Across all the records, filter for lines with the word "TableView" and copy them.
*** Opening SUPPLIED DATA ***
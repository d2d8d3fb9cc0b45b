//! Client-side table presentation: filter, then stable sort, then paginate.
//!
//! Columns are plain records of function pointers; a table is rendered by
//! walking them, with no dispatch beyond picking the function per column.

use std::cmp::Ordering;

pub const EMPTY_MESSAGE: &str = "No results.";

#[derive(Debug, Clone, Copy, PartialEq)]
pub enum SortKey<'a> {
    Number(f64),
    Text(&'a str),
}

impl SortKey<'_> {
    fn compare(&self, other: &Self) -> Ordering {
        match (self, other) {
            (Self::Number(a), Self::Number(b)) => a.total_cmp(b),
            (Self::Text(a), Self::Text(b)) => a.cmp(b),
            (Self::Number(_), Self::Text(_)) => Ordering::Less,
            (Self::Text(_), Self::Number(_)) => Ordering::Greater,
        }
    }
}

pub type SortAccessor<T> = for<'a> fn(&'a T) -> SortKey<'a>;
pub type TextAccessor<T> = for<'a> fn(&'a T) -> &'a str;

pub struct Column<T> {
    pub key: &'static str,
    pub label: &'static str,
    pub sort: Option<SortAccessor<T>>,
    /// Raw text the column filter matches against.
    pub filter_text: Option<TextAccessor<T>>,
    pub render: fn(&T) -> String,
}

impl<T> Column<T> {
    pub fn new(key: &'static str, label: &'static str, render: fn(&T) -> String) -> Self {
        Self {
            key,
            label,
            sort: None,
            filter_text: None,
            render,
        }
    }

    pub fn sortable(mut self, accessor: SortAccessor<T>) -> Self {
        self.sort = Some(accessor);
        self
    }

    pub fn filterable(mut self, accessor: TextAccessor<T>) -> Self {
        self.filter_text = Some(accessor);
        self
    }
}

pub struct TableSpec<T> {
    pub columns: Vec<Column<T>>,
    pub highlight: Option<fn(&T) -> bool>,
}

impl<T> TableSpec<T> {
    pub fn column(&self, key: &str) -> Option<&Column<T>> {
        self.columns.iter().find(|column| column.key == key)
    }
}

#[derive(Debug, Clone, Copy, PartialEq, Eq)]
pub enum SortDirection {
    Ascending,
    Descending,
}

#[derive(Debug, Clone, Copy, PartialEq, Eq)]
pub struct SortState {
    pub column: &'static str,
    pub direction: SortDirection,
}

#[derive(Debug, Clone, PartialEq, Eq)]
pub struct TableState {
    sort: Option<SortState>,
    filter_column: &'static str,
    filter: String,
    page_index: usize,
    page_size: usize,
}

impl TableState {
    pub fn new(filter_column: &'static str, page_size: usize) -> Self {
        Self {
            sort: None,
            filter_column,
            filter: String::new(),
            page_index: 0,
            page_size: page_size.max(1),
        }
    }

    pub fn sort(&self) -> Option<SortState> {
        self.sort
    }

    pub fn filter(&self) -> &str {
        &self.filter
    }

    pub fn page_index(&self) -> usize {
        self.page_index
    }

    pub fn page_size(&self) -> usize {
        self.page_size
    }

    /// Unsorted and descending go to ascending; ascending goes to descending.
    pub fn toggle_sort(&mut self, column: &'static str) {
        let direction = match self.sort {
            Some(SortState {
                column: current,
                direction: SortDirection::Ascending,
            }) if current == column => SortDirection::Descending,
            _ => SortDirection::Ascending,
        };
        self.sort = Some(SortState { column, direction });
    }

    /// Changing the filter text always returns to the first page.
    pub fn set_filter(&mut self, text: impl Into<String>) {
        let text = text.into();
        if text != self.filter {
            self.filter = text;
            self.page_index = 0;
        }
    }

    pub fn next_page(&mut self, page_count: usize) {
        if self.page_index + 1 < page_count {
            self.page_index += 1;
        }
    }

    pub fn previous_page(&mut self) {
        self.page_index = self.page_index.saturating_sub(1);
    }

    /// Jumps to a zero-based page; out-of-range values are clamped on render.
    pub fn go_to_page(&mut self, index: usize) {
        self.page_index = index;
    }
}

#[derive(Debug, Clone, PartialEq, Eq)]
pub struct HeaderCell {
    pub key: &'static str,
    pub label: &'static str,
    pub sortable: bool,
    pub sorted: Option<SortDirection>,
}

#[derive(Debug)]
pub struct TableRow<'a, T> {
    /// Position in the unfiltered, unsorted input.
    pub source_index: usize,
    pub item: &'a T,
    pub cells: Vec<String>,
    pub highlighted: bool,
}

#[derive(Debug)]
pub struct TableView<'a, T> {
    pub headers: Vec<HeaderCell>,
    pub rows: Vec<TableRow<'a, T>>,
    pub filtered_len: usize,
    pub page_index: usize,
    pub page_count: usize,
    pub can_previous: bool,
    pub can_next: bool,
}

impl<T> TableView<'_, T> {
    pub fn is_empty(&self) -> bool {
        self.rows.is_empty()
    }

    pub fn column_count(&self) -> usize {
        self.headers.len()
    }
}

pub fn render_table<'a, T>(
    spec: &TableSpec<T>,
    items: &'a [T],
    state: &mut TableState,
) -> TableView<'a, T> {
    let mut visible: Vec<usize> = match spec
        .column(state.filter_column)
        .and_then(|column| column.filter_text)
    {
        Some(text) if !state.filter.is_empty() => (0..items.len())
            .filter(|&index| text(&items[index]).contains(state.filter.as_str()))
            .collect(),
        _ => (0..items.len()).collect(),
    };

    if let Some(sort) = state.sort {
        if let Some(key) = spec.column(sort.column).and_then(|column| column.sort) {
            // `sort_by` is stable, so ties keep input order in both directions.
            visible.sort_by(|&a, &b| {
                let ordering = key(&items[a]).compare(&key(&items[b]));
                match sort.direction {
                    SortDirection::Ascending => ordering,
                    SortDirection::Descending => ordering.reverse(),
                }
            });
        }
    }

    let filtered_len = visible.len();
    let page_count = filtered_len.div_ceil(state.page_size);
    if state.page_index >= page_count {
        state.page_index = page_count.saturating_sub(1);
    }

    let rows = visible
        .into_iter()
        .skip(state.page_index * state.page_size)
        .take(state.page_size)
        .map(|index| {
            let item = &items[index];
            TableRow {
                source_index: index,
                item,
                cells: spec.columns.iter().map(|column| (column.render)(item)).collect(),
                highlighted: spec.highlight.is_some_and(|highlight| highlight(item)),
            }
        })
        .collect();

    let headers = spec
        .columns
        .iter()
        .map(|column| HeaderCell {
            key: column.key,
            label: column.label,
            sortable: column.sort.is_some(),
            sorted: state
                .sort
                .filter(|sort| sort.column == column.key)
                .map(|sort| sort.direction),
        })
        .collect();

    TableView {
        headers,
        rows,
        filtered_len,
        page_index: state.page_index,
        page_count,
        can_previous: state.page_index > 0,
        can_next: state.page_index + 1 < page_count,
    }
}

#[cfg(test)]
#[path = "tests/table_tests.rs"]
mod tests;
*** Closing SUPPLIED DATA ***
▶ **TASK OUTPUT**:
pub struct TableView<'a, T> {
impl<T> TableView<'_, T> {
) -> TableView<'a, T> {
    TableView {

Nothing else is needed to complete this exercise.